== Segment start ==

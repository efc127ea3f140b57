//! Typed bindings for foreign CRDs Trellis writes but does not own.
//!
//! Gateway API HTTPRoutes, inference pools in both API generations, and
//! LeaderWorkerSets. These CRDs are installed by their own projects, so
//! schema generation is disabled and the shapes here are partial: only the
//! fields Trellis reads or writes are bound, unknown fields pass through
//! deserialization untouched.

use std::collections::BTreeMap;

use k8s_openapi::api::core::v1::PodTemplateSpec;
use k8s_openapi::apimachinery::pkg::apis::meta::v1::Condition;
use kube::CustomResource;
use serde::{Deserialize, Serialize};

use crate::kube_utils::has_condition;

/// API group of the legacy inference-pool generation
pub const LEGACY_POOL_GROUP: &str = "inference.networking.x-k8s.io";
/// API group of the current inference-pool generation
pub const POOL_GROUP: &str = "inference.networking.k8s.io";
/// API group of Gateway API resources
pub const GATEWAY_GROUP: &str = "gateway.networking.k8s.io";

/// LeaderWorkerSet startup policy: create the leader first, workers after
pub const STARTUP_POLICY_LEADER_CREATED: &str = "LeaderCreated";
/// LeaderWorkerSet restart policy: restart the whole group on any pod failure
pub const RESTART_POLICY_RECREATE_GROUP: &str = "RecreateGroupOnPodRestart";

/// Condition type a pool controller sets once it accepts the pool
pub const POOL_CONDITION_ACCEPTED: &str = "Accepted";

// =============================================================================
// HTTPRoute (gateway.networking.k8s.io/v1)
// =============================================================================

/// Gateway API HTTPRoute spec (partial binding)
#[derive(CustomResource, Clone, Debug, Default, Deserialize, Serialize, PartialEq)]
#[kube(
    group = "gateway.networking.k8s.io",
    version = "v1",
    kind = "HTTPRoute",
    plural = "httproutes",
    namespaced,
    schema = "disabled"
)]
#[serde(rename_all = "camelCase")]
pub struct HTTPRouteSpec {
    /// Gateways this route attaches to
    #[serde(default, skip_serializing_if = "Vec::is_empty")]
    pub parent_refs: Vec<ParentReference>,

    /// Hostnames the route matches
    #[serde(default, skip_serializing_if = "Vec::is_empty")]
    pub hostnames: Vec<String>,

    /// Matching and forwarding rules
    #[serde(default, skip_serializing_if = "Vec::is_empty")]
    pub rules: Vec<HTTPRouteRule>,
}

/// Reference from a route to the Gateway it attaches to
#[derive(Clone, Debug, Default, Deserialize, Serialize, PartialEq)]
#[serde(rename_all = "camelCase")]
pub struct ParentReference {
    /// API group of the parent, defaulting to the Gateway API group
    #[serde(default, skip_serializing_if = "Option::is_none")]
    pub group: Option<String>,
    /// Kind of the parent, defaulting to Gateway
    #[serde(default, skip_serializing_if = "Option::is_none")]
    pub kind: Option<String>,
    /// Parent name
    pub name: String,
    /// Parent namespace, defaulting to the route's namespace
    #[serde(default, skip_serializing_if = "Option::is_none")]
    pub namespace: Option<String>,
    /// Listener section within the parent
    #[serde(default, skip_serializing_if = "Option::is_none")]
    pub section_name: Option<String>,
}

/// A single match-and-forward rule
#[derive(Clone, Debug, Default, Deserialize, Serialize, PartialEq)]
#[serde(rename_all = "camelCase")]
pub struct HTTPRouteRule {
    /// Request match conditions (OR semantics)
    #[serde(default, skip_serializing_if = "Vec::is_empty")]
    pub matches: Vec<HTTPRouteMatch>,

    /// Where matching requests are forwarded
    #[serde(default, skip_serializing_if = "Vec::is_empty")]
    pub backend_refs: Vec<HTTPBackendRef>,
}

/// Request match condition
#[derive(Clone, Debug, Default, Deserialize, Serialize, PartialEq)]
#[serde(rename_all = "camelCase")]
pub struct HTTPRouteMatch {
    /// Path match
    #[serde(default, skip_serializing_if = "Option::is_none")]
    pub path: Option<HTTPPathMatch>,
}

/// Path match condition
#[derive(Clone, Debug, Default, Deserialize, Serialize, PartialEq)]
pub struct HTTPPathMatch {
    /// Match type (PathPrefix, Exact)
    #[serde(rename = "type", default, skip_serializing_if = "Option::is_none")]
    pub type_: Option<String>,
    /// Path value
    #[serde(default, skip_serializing_if = "Option::is_none")]
    pub value: Option<String>,
}

/// Backend a route rule forwards to
#[derive(Clone, Debug, Default, Deserialize, Serialize, PartialEq)]
#[serde(rename_all = "camelCase")]
pub struct HTTPBackendRef {
    /// API group of the backend; empty for core Services
    #[serde(default, skip_serializing_if = "Option::is_none")]
    pub group: Option<String>,
    /// Kind of the backend, defaulting to Service
    #[serde(default, skip_serializing_if = "Option::is_none")]
    pub kind: Option<String>,
    /// Backend name
    pub name: String,
    /// Backend namespace, defaulting to the route's namespace
    #[serde(default, skip_serializing_if = "Option::is_none")]
    pub namespace: Option<String>,
    /// Backend port
    #[serde(default, skip_serializing_if = "Option::is_none")]
    pub port: Option<i32>,
    /// Traffic weight
    #[serde(default, skip_serializing_if = "Option::is_none")]
    pub weight: Option<i32>,
}

// =============================================================================
// InferencePool, legacy generation (inference.networking.x-k8s.io/v1alpha2)
// =============================================================================

mod legacy {
    use super::*;

    /// Legacy-generation inference pool spec (partial binding)
    #[derive(CustomResource, Clone, Debug, Default, Deserialize, Serialize, PartialEq)]
    #[kube(
        group = "inference.networking.x-k8s.io",
        version = "v1alpha2",
        kind = "InferencePool",
        plural = "inferencepools",
        namespaced,
        schema = "disabled"
    )]
    #[serde(rename_all = "camelCase")]
    pub struct InferencePoolSpec {
        /// Label selector over serving pods (flat map in this generation)
        #[serde(default, skip_serializing_if = "BTreeMap::is_empty")]
        pub selector: BTreeMap<String, String>,

        /// Serving port on the selected pods
        pub target_port_number: i32,

        /// The endpoint-picker extension handling this pool
        #[serde(default, skip_serializing_if = "Option::is_none")]
        pub extension_ref: Option<ExtensionReference>,
    }

    /// Reference to the endpoint-picker extension service
    #[derive(Clone, Debug, Default, Deserialize, Serialize, PartialEq)]
    #[serde(rename_all = "camelCase")]
    pub struct ExtensionReference {
        /// API group of the extension; empty for core Services
        #[serde(default, skip_serializing_if = "Option::is_none")]
        pub group: Option<String>,
        /// Kind of the extension, defaulting to Service
        #[serde(default, skip_serializing_if = "Option::is_none")]
        pub kind: Option<String>,
        /// Extension service name
        pub name: String,
        /// Extension service port
        #[serde(default, skip_serializing_if = "Option::is_none")]
        pub port_number: Option<i32>,
    }
}

pub use legacy::{
    ExtensionReference, InferencePool as InferencePoolLegacy,
    InferencePoolSpec as InferencePoolLegacySpec,
};

// =============================================================================
// InferencePool, current generation (inference.networking.k8s.io/v1)
// =============================================================================

mod pool_v1 {
    use super::*;

    /// Current-generation inference pool spec (partial binding)
    #[derive(CustomResource, Clone, Debug, Default, Deserialize, Serialize, PartialEq)]
    #[kube(
        group = "inference.networking.k8s.io",
        version = "v1",
        kind = "InferencePool",
        plural = "inferencepools",
        namespaced,
        status = "InferencePoolStatus",
        schema = "disabled"
    )]
    #[serde(rename_all = "camelCase")]
    pub struct InferencePoolSpec {
        /// Label selector over serving pods
        #[serde(default)]
        pub selector: PoolSelector,

        /// Serving ports on the selected pods
        #[serde(default, skip_serializing_if = "Vec::is_empty")]
        pub target_ports: Vec<PoolPort>,

        /// The endpoint-picker extension handling this pool
        #[serde(default, skip_serializing_if = "Option::is_none")]
        pub endpoint_picker_ref: Option<EndpointPickerRef>,
    }

    /// Label selector wrapper used by the current pool generation
    #[derive(Clone, Debug, Default, Deserialize, Serialize, PartialEq)]
    #[serde(rename_all = "camelCase")]
    pub struct PoolSelector {
        /// Labels the serving pods must carry
        #[serde(default, skip_serializing_if = "BTreeMap::is_empty")]
        pub match_labels: BTreeMap<String, String>,
    }

    /// A numbered port
    #[derive(Clone, Debug, Default, Deserialize, Serialize, PartialEq)]
    #[serde(rename_all = "camelCase")]
    pub struct PoolPort {
        /// Port number
        pub number: i32,
    }

    /// Reference to the endpoint-picker extension service
    #[derive(Clone, Debug, Default, Deserialize, Serialize, PartialEq)]
    #[serde(rename_all = "camelCase")]
    pub struct EndpointPickerRef {
        /// API group of the extension; empty for core Services
        #[serde(default, skip_serializing_if = "Option::is_none")]
        pub group: Option<String>,
        /// Kind of the extension, defaulting to Service
        #[serde(default, skip_serializing_if = "Option::is_none")]
        pub kind: Option<String>,
        /// Extension service name
        pub name: String,
        /// Extension service port
        #[serde(default, skip_serializing_if = "Option::is_none")]
        pub port: Option<PoolPort>,
    }

    /// Pool status as reported by the pool controller (partial binding)
    #[derive(Clone, Debug, Default, Deserialize, Serialize, PartialEq)]
    #[serde(rename_all = "camelCase")]
    pub struct InferencePoolStatus {
        /// Per-parent acceptance status
        #[serde(default, skip_serializing_if = "Vec::is_empty")]
        pub parents: Vec<PoolParentStatus>,
    }

    /// Status reported by one parent (gateway) for this pool
    #[derive(Clone, Debug, Default, Deserialize, Serialize, PartialEq)]
    #[serde(rename_all = "camelCase")]
    pub struct PoolParentStatus {
        /// Conditions reported by the parent
        #[serde(default, skip_serializing_if = "Vec::is_empty")]
        pub conditions: Vec<Condition>,
    }

    impl InferencePool {
        /// Whether any parent has accepted this pool.
        ///
        /// This is the health signal gating the pool API migration.
        pub fn is_accepted(&self) -> bool {
            self.status
                .as_ref()
                .map(|s| {
                    s.parents.iter().any(|p| {
                        has_condition(Some(p.conditions.as_slice()), POOL_CONDITION_ACCEPTED)
                    })
                })
                .unwrap_or(false)
        }
    }
}

pub use pool_v1::{
    EndpointPickerRef, InferencePool, InferencePoolSpec, InferencePoolStatus, PoolParentStatus,
    PoolPort, PoolSelector,
};

// =============================================================================
// LeaderWorkerSet (leaderworkerset.x-k8s.io/v1)
// =============================================================================

/// LeaderWorkerSet spec (partial binding)
#[derive(CustomResource, Clone, Debug, Default, Deserialize, Serialize, PartialEq)]
#[kube(
    group = "leaderworkerset.x-k8s.io",
    version = "v1",
    kind = "LeaderWorkerSet",
    plural = "leaderworkersets",
    namespaced,
    status = "LeaderWorkerSetStatus",
    schema = "disabled"
)]
#[serde(rename_all = "camelCase")]
pub struct LeaderWorkerSetSpec {
    /// Number of serving groups
    #[serde(default, skip_serializing_if = "Option::is_none")]
    pub replicas: Option<i32>,

    /// Group startup ordering
    #[serde(default, skip_serializing_if = "Option::is_none")]
    pub startup_policy: Option<String>,

    /// Leader and worker pod templates for each group
    #[serde(default)]
    pub leader_worker_template: LeaderWorkerTemplate,
}

/// Pod templates and sizing for one serving group
#[derive(Clone, Debug, Default, Deserialize, Serialize, PartialEq)]
#[serde(rename_all = "camelCase")]
pub struct LeaderWorkerTemplate {
    /// Pods per group, leader included
    #[serde(default, skip_serializing_if = "Option::is_none")]
    pub size: Option<i32>,

    /// Group restart behavior
    #[serde(default, skip_serializing_if = "Option::is_none")]
    pub restart_policy: Option<String>,

    /// Leader pod template; workers use `worker_template` when absent
    #[serde(default, skip_serializing_if = "Option::is_none")]
    pub leader_template: Option<PodTemplateSpec>,

    /// Worker pod template
    #[serde(default)]
    pub worker_template: PodTemplateSpec,

    /// Nested subgroup sizing for data-parallel groups
    #[serde(default, skip_serializing_if = "Option::is_none")]
    pub sub_group_policy: Option<SubGroupPolicy>,
}

/// Subgroup partitioning of one serving group
#[derive(Clone, Debug, Default, Deserialize, Serialize, PartialEq)]
#[serde(rename_all = "camelCase")]
pub struct SubGroupPolicy {
    /// Pods per subgroup
    #[serde(default, skip_serializing_if = "Option::is_none")]
    pub sub_group_size: Option<i32>,
}

/// LeaderWorkerSet status (partial binding)
#[derive(Clone, Debug, Default, Deserialize, Serialize, PartialEq)]
#[serde(rename_all = "camelCase")]
pub struct LeaderWorkerSetStatus {
    /// Standard conditions (Available, Progressing)
    #[serde(default, skip_serializing_if = "Vec::is_empty")]
    pub conditions: Vec<Condition>,

    /// Groups with all pods ready
    #[serde(default, skip_serializing_if = "Option::is_none")]
    pub ready_replicas: Option<i32>,
}

impl LeaderWorkerSet {
    /// Whether the set reports the Available condition true
    pub fn is_available(&self) -> bool {
        self.status
            .as_ref()
            .map(|s| {
                has_condition(
                    Some(s.conditions.as_slice()),
                    crate::kube_utils::CONDITION_AVAILABLE,
                )
            })
            .unwrap_or(false)
    }
}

== Segment end ==

▶ EXERCISE: Please, starting with the first line of the material above, write out each line exactly and finish on the line that includes "legacy inference-pool generation".

▶ THE ANSWER:
repository efc127ea3f140b57
//! Typed bindings for foreign CRDs Trellis writes but does not own.
//!
//! Gateway API HTTPRoutes, inference pools in both API generations, and
//! LeaderWorkerSets. These CRDs are installed by their own projects, so
//! schema generation is disabled and the shapes here are partial: only the
//! fields Trellis reads or writes are bound, unknown fields pass through
//! deserialization untouched.

use std::collections::BTreeMap;

use k8s_openapi::api::core::v1::PodTemplateSpec;
use k8s_openapi::apimachinery::pkg::apis::meta::v1::Condition;
use kube::CustomResource;
use serde::{Deserialize, Serialize};

use crate::kube_utils::has_condition;

/// API group of the legacy inference-pool generation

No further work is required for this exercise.